You will, however, have to pay $1 for this right, giving the DMA your credit card number, name, relationship to the deceased, and e-mail address; the deceased’s, full name and address, all telephone numbers, their e-mail address, and month and year of death. They claim the buck is a verification fee, and I quote here, “to make sure we have a permanent record of the credit card information of those who did the registering; and to help prevent misuse of, or fraud against, this system.”
This is patently ludicrous. How does $1 stop misuse or fraud? Are they going to report violators to the FTC Death Squad or send you harassing e-mails because you were a bad boy or girl? “CTO” from the VoIP Blog has the right idea. He considered using each of his thirteen credit cards to add all members of his family to the list. Stopping their junk mail, he felt, would be the best Christmas gift he could give.
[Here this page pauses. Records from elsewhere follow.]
//! Credit Score ML - Main Entry Point

use clap::Parser;
use credit_score_ml::cli::{cmd_info, cmd_predict, cmd_run, cmd_trainers, Cli, Commands, RunArgs};

fn main() -> anyhow::Result<()> {
    tracing_subscriber::fmt()
        .with_env_filter(
            tracing_subscriber::EnvFilter::try_from_default_env()
                .unwrap_or_else(|_| "credit_score_ml=info".into()),
        )
        .init();

    let cli = Cli::parse();

    match cli.command {
        Commands::Run {
            data,
            trainers,
            delimiter,
            mode,
            folds,
            test_fraction,
            validation,
            persist,
            no_importance,
            permutations,
            seed,
            base_path,
            config,
        } => cmd_run(RunArgs {
            data,
            trainers,
            delimiter,
            mode,
            folds,
            test_fraction,
            validation,
            persist,
            no_importance,
            permutations,
            seed,
            base_path,
            config,
        }),
        Commands::Predict { model, data, delimiter, limit } => cmd_predict(&model, &data, delimiter, limit),
        Commands::Trainers => cmd_trainers(),
        Commands::Info { data, delimiter, config } => cmd_info(&data, delimiter, config.as_ref()),
    }
}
As if the total absurdity of the idea wasn’t enough, the DMA is quietly collecting another database with personal information—including your credit card number—flying in the face of so many recent data breaches from junk mail companies, data brokers and banks. What makes them think they can keep their data secure with the recent announcement that ChoicePoint has had another breach of 5,103 customers, as reported in the Atlanta Journal-Constitution?
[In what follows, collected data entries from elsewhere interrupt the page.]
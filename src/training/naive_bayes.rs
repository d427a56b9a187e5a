//! Gaussian naive Bayes over 0/1 labels

use ndarray::{Array1, Array2, Axis};
use serde::{Deserialize, Serialize};
use std::f64::consts::PI;

use super::{check_fit_input, check_width, BinaryClassifier};
use crate::error::{CreditScoreError, Result};

/// Per-class statistics
#[derive(Debug, Clone, Serialize, Deserialize)]
struct ClassStats {
    prior: f64,
    means: Array1<f64>,
    variances: Array1<f64>,
}

/// Gaussian Naive Bayes Classifier
///
/// The binary score is `P(positive) - 0.5`, so a class absent from the
/// training data simply never wins.
#[derive(Debug, Clone, Serialize, Deserialize)]
pub struct GaussianNaiveBayes {
    /// Index 0 is the negative class, 1 the positive
    classes: [Option<ClassStats>; 2],
    /// Fraction of the largest feature variance added to every variance
    var_smoothing: f64,
    n_features: usize,
}

impl Default for GaussianNaiveBayes {
    fn default() -> Self {
        Self::new()
    }
}

impl GaussianNaiveBayes {
    pub fn new() -> Self {
        Self {
            classes: [None, None],
            var_smoothing: 1e-9,
            n_features: 0,
        }
    }

    pub fn with_var_smoothing(mut self, smoothing: f64) -> Self {
        self.var_smoothing = smoothing;
        self
    }

    fn is_fitted(&self) -> bool {
        self.classes.iter().any(Option::is_some)
    }

    /// `n x 2` matrix of `[P(negative), P(positive)]`
    pub fn predict_class_proba(&self, x: &Array2<f64>) -> Result<Array2<f64>> {
        if !self.is_fitted() {
            return Err(CreditScoreError::ModelNotFitted);
        }
        check_width(x, self.n_features)?;

        let mut probs = Array2::zeros((x.nrows(), 2));
        for (i, row) in x.rows().into_iter().enumerate() {
            let joint: Vec<f64> = self
                .classes
                .iter()
                .map(|c| match c {
                    Some(stats) => stats.prior.ln() + log_likelihood(&row.to_owned(), stats),
                    None => f64::NEG_INFINITY,
                })
                .collect();

            // log-sum-exp
            let max = joint.iter().cloned().fold(f64::NEG_INFINITY, f64::max);
            let sum: f64 = joint.iter().map(|&v| (v - max).exp()).sum();
            for (k, &v) in joint.iter().enumerate() {
                probs[[i, k]] = (v - max).exp() / sum;
            }
        }
        Ok(probs)
    }
}

fn log_likelihood(x: &Array1<f64>, stats: &ClassStats) -> f64 {
    x.iter()
        .zip(stats.means.iter())
        .zip(stats.variances.iter())
        .map(|((&xi, &mean), &var)| -0.5 * ((xi - mean).powi(2) / var + var.ln() + (2.0 * PI).ln()))
        .sum()
}

impl BinaryClassifier for GaussianNaiveBayes {
    fn fit(&mut self, x: &Array2<f64>, y: &Array1<f64>) -> Result<()> {
        check_fit_input(x, y)?;
        let n_samples = x.nrows();
        self.n_features = x.ncols();

        let max_var = x
            .var_axis(Axis(0), 0.0)
            .iter()
            .cloned()
            .fold(0.0, f64::max);
        let epsilon = if max_var > 0.0 {
            self.var_smoothing * max_var
        } else {
            self.var_smoothing
        };

        for (k, slot) in self.classes.iter_mut().enumerate() {
            let rows: Vec<usize> = (0..n_samples)
                .filter(|&i| (y[i] > 0.5) == (k == 1))
                .collect();
            *slot = if rows.is_empty() {
                None
            } else {
                let members = x.select(Axis(0), &rows);
                let means = members
                    .mean_axis(Axis(0))
                    .ok_or_else(|| CreditScoreError::FitError("empty class".to_string()))?;
                let variances = members.var_axis(Axis(0), 0.0) + epsilon;
                Some(ClassStats {
                    prior: rows.len() as f64 / n_samples as f64,
                    means,
                    variances,
                })
            };
        }

        Ok(())
    }

    fn decision_function(&self, x: &Array2<f64>) -> Result<Array1<f64>> {
        let probs = self.predict_class_proba(x)?;
        Ok(probs.column(1).mapv(|p| p - 0.5))
    }
}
The number isn’t as important as the fact that this is yet another trespass on private information, added to the one last February, which was reported only because of a 2003 California law requiring notification. COMPUTERWORLD stated in an April article by Grant Gross that ChoicePoint discovered 45 to 50 more data breaches that hadn’t been reported. But if you are counting, that’s over 150,000 customer records revealed by ChoicePoint.
There are some in the industry that aren’t completely sure of the effectiveness of the Deceased list. Geoffrey W. Peters, Pro Bono General Counsel to American Charities for Reasonable Fundraising Regulation in Vienna, VA, likes the DMA’s effort but harbors some skepticism. In an article by Dan McNamara in The NonProfit Times, Peters recounts an incident a few years ago where he inadvertently mailed a suppression list and got a 6 percent response from supposedly dead people. His point is that all those included in the Deceased list might not be deceased.
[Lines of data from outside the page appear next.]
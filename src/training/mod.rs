//! Learner substrate
//!
//! Binary classifiers the trainer strategy dispatches to:
//! - Decision trees, random forests and gradient-boosted trees
//! - Linear learners: SGD, Pegasos SVM, averaged perceptron, L-BFGS and SDCA
//! - Gaussian naive Bayes
//! - A class-prior baseline
//!
//! Labels are `0.0` / `1.0`. Every learner fits on single-class data without
//! panicking; an empty matrix is a fit error.

pub mod calibration;
pub mod decision_tree;
pub mod gradient_boosting;
pub mod linear;
pub mod logistic;
pub mod naive_bayes;
pub mod perceptron;
pub mod prior;
pub mod random_forest;
pub mod sdca;
pub mod sgd;
pub mod svm;

pub use calibration::{Calibrator, PlattScaling};
pub use decision_tree::{Criterion, DecisionTree, TreeNode};
pub use gradient_boosting::{GradientBoostingClassifier, GradientBoostingConfig};
pub use linear::LinearWeights;
pub use logistic::{LbfgsConfig, LbfgsLogisticRegression};
pub use naive_bayes::GaussianNaiveBayes;
pub use perceptron::AveragedPerceptron;
pub use prior::PriorClassifier;
pub use random_forest::{MaxFeatures, RandomForest};
pub use sdca::{SdcaClassifier, SdcaConfig, SdcaLoss};
pub use sgd::{SgdClassifier, SgdConfig, SgdLoss};
pub use svm::{LinearSvm, PegasosConfig};

use crate::error::{CreditScoreError, Result};
use ndarray::{Array1, Array2};
use serde::{Deserialize, Serialize};

/// Trait for binary learners
pub trait BinaryClassifier: Send + Sync {
    /// Fit to a feature matrix and 0/1 labels
    fn fit(&mut self, x: &Array2<f64>, y: &Array1<f64>) -> Result<()>;

    /// Raw score; positive leans towards the positive class
    fn decision_function(&self, x: &Array2<f64>) -> Result<Array1<f64>>;

    /// Positive-class probability, for calibrated learners only
    fn predict_proba(&self, _x: &Array2<f64>) -> Result<Option<Array1<f64>>> {
        Ok(None)
    }

    /// Per-slot weight magnitude (linear weights or split gain)
    fn feature_weights(&self) -> Option<Array1<f64>> {
        None
    }
}

/// Any learner, in a form that can be persisted
#[derive(Debug, Clone, Serialize, Deserialize)]
pub enum Predictor {
    FastTree(GradientBoostingClassifier),
    FastForest(RandomForest),
    Sgd(SgdClassifier),
    LinearSvm(LinearSvm),
    AveragedPerceptron(AveragedPerceptron),
    Lbfgs(LbfgsLogisticRegression),
    Sdca(SdcaClassifier),
    NaiveBayes(GaussianNaiveBayes),
    Prior(PriorClassifier),
}

impl Predictor {
    fn inner(&self) -> &dyn BinaryClassifier {
        match self {
            Predictor::FastTree(m) => m,
            Predictor::FastForest(m) => m,
            Predictor::Sgd(m) => m,
            Predictor::LinearSvm(m) => m,
            Predictor::AveragedPerceptron(m) => m,
            Predictor::Lbfgs(m) => m,
            Predictor::Sdca(m) => m,
            Predictor::NaiveBayes(m) => m,
            Predictor::Prior(m) => m,
        }
    }

    fn inner_mut(&mut self) -> &mut dyn BinaryClassifier {
        match self {
            Predictor::FastTree(m) => m,
            Predictor::FastForest(m) => m,
            Predictor::Sgd(m) => m,
            Predictor::LinearSvm(m) => m,
            Predictor::AveragedPerceptron(m) => m,
            Predictor::Lbfgs(m) => m,
            Predictor::Sdca(m) => m,
            Predictor::NaiveBayes(m) => m,
            Predictor::Prior(m) => m,
        }
    }

    /// Per-class probabilities `[P(0), P(1)]` for learners that model them
    pub fn class_probabilities(&self, x: &Array2<f64>) -> Result<Option<Array2<f64>>> {
        match self {
            Predictor::NaiveBayes(nb) => nb.predict_class_proba(x).map(Some),
            _ => Ok(None),
        }
    }
}

impl BinaryClassifier for Predictor {
    fn fit(&mut self, x: &Array2<f64>, y: &Array1<f64>) -> Result<()> {
        self.inner_mut().fit(x, y)
    }

    fn decision_function(&self, x: &Array2<f64>) -> Result<Array1<f64>> {
        self.inner().decision_function(x)
    }

    fn predict_proba(&self, x: &Array2<f64>) -> Result<Option<Array1<f64>>> {
        self.inner().predict_proba(x)
    }

    fn feature_weights(&self) -> Option<Array1<f64>> {
        self.inner().feature_weights()
    }
}

/// Reject empty or misaligned training input
pub(crate) fn check_fit_input(x: &Array2<f64>, y: &Array1<f64>) -> Result<()> {
    if x.nrows() == 0 {
        return Err(CreditScoreError::FitError(
            "cannot fit on an empty matrix".to_string(),
        ));
    }
    if x.nrows() != y.len() {
        return Err(CreditScoreError::SchemaMismatch {
            expected: format!("{} labels", x.nrows()),
            actual: format!("{} labels", y.len()),
        });
    }
    Ok(())
}

/// Reject a scoring matrix whose width differs from the fit width
pub(crate) fn check_width(x: &Array2<f64>, n_features: usize) -> Result<()> {
    if x.ncols() != n_features {
        return Err(CreditScoreError::SchemaMismatch {
            expected: format!("{} features", n_features),
            actual: format!("{} features", x.ncols()),
        });
    }
    Ok(())
}

#[inline]
pub(crate) fn sigmoid(x: f64) -> f64 {
    1.0 / (1.0 + (-x).exp())
}

/// 0/1 labels as -1/+1
pub(crate) fn signed_labels(y: &Array1<f64>) -> Vec<f64> {
    y.iter().map(|&v| if v > 0.5 { 1.0 } else { -1.0 }).collect()
}

#[cfg(test)]
pub(crate) mod test_data {
    use ndarray::{Array1, Array2};

    /// Two separable clusters along the first feature
    pub fn separable(n: usize) -> (Array2<f64>, Array1<f64>) {
        let x = Array2::from_shape_fn((n, 3), |(i, j)| {
            let base = if i < n / 2 { 0.1 } else { 0.9 };
            match j {
                0 => base + (i % 5) as f64 * 0.01,
                1 => (i % 7) as f64 / 7.0,
                _ => 0.5,
            }
        });
        let y = Array1::from_shape_fn(n, |i| if i < n / 2 { 0.0 } else { 1.0 });
        (x, y)
    }

    pub fn accuracy(scores: &Array1<f64>, y: &Array1<f64>) -> f64 {
        let correct = scores
            .iter()
            .zip(y.iter())
            .filter(|(&s, &t)| (s > 0.0) == (t > 0.5))
            .count();
        correct as f64 / y.len() as f64
    }
}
I can go one better. I am personally acquainted with the actual mailing—not suppression—of the Direct Marketing Association’s Mail Preference List by a couple of supposed junk mail professionals. That’s the list you get on when you contact the DMA telling them you don’t want any more junk mail.
The two culprits, a junk mail computer facility owner and a catalog entrepreneur, got together on a lark to test how the response to the list would be, and were pleasantly surprised with the results. Yes, folks, they really did mail to the list that is supposed to be used to eliminate people who do not want junk mail.
Although this was several years ago, it shows a certain arrogance, and the clear disregard for rules and ethics, for some in this industry.